When you reach 29 weeks of pregnancy with twins, you may come to the realization that these little ones will require a lot of room! You will essentially need to have two of everything – two bassinets, two car seats, two bouncy chairs, and so on – which can be a daunting thought. To handle the challenge of taking care of two babies at once, consider increasing your support system by seeking additional help from friends and family members. It’s crucial to have someone to lend an extra hand because you won’t be able to manage it all on your own!

Prenatal Tests and Doctor’s Appointments

It may be difficult to believe that your next prenatal appointment with your physician or midwife will be around 30 weeks, coming up very soon. During this appointment, your doctor may suggest administering the whooping cough (pertussis) vaccine, also known as Tdap, as per the CDC’s recommendations. This vaccine can help safeguard your baby after delivery, and is typically administered between 27 to 36 weeks of pregnancy.

If you have a high-risk pregnancy, your doctor may schedule additional specialized tests such as a contraction stress test, fetal non-stress test (NST), biophysical profile, modified biophysical profile, or Doppler of the umbilical artery.

– Risk in the 29th week of pregnancy

Iron is necessary for the production of hemoglobin, a protein found in red blood cells that carries oxygen throughout your body. When your body lacks enough healthy blood cells to transport oxygen, it results in a condition known as anemia. During the second trimester, the volume of blood in your body increases by 45%, and your growing baby requires more iron during the third trimester, which can lead to low iron levels.

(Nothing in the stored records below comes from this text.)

// isoforge/src/commands/run.rs
//
// USE CASE: Reconcile the sources and write the enum files.

use std::path::PathBuf;

use anyhow::Context;
use isoforge_core::application::{PipelineSources, REPORT_FILE, run_pipeline};
use isoforge_core::infrastructure::adapters::SnapshotSource;
use isoforge_core::infrastructure::config::{load_project_config, load_reference_tables};
use isoforge_core::infrastructure::render::JinjaRenderer;
use isoforge_core::ports::ReferenceSource;
use tracing::debug;

pub fn execute(project_dir: PathBuf, strict: bool) -> anyhow::Result<()> {
    let start = std::time::Instant::now();

    // A. Load the Config (Infra)
    println!("⚙️  Loading configuration...");
    let config = load_project_config(&project_dir).with_context(|| {
        format!(
            "Failed to load project configuration from {:?}",
            project_dir
        )
    })?;
    println!("   Project: {} (v{})", config.name, config.version);
    let strict = strict || config.strict;

    // B. Static tables: an inconsistent table stops everything before any source is read
    let tables = match load_reference_tables(&project_dir, &config) {
        Ok(tables) => tables,
        Err(e) => {
            eprintln!("❌ Invalid reference tables:\n{:?}", miette::Report::new(e));
            std::process::exit(1);
        }
    };

    // C. Sources (snapshot adapters)
    let primary = SnapshotSource::from_config(&project_dir, &config.sources.primary);
    let secondary = SnapshotSource::from_config(&project_dir, &config.sources.secondary);
    let markets: Vec<SnapshotSource> = config
        .sources
        .markets
        .iter()
        .map(|market| SnapshotSource::from_config(&project_dir, market))
        .collect();
    let sources = PipelineSources::new(&primary, &secondary).with_markets(
        markets
            .iter()
            .map(|m| m as &dyn ReferenceSource)
            .collect(),
    );
    debug!(
        primary = %primary.root().display(),
        secondary = %secondary.root().display(),
        markets = markets.len(),
        "Snapshot sources opened"
    );

    // D. Run the Pipeline (Application Layer)
    let template_engine = JinjaRenderer::new();
    let result = run_pipeline(&sources, &tables, &template_engine, &project_dir, &config);

    match result {
        Ok(report) => {
            if strict && report.has_issues() {
                eprintln!(
                    "\n❌ FAILURE (strict). {} issue(s) reported:",
                    report.issues.len()
                );
                for issue in &report.issues {
                    eprintln!("   ⚠️  {}", issue);
                }
                eprintln!("   Details in {}", REPORT_FILE);
                std::process::exit(1);
            }
            println!("\n✨ SUCCESS! Enum files generated in {:.2?}", start.elapsed());
        }
        Err(e) => {
            eprintln!("\n💥 CRITICAL PIPELINE ERROR: {:?}", miette::Report::new(e));
            std::process::exit(1);
        }
    }

    Ok(())
}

Symptoms of anemia may include 

  • dizziness
  • fatigue
  • headache
  • palpitations
  • shortness of breath

If you experience any of these symptoms, it’s essential to inform your doctor. Your doctor may perform a blood test to confirm the diagnosis. The treatment for anemia during pregnancy is usually straightforward and involves taking an iron supplement in addition to your prenatal vitamin.

Developmental Milestones

Throughout the remainder of the term, the baby will continue to develop by gaining fat and muscle. Additionally, the baby’s skin will mature and thicken, while the amount of fine hair (lanugo) covering the body will decrease as it reaches its peak.


The baby’s bones experience significant growth from the second trimester onwards. During the third trimester, the baby increases its intake of calcium to strengthen and harden its bones.

Survival Outside the Womb:

If a baby is born at 29 weeks, it is considered very premature and will require specialized care in the neonatal intensive care unit (NICU). Although the baby will need to stay in the hospital for several weeks, the likelihood of survival at 29 weeks is approximately 94%.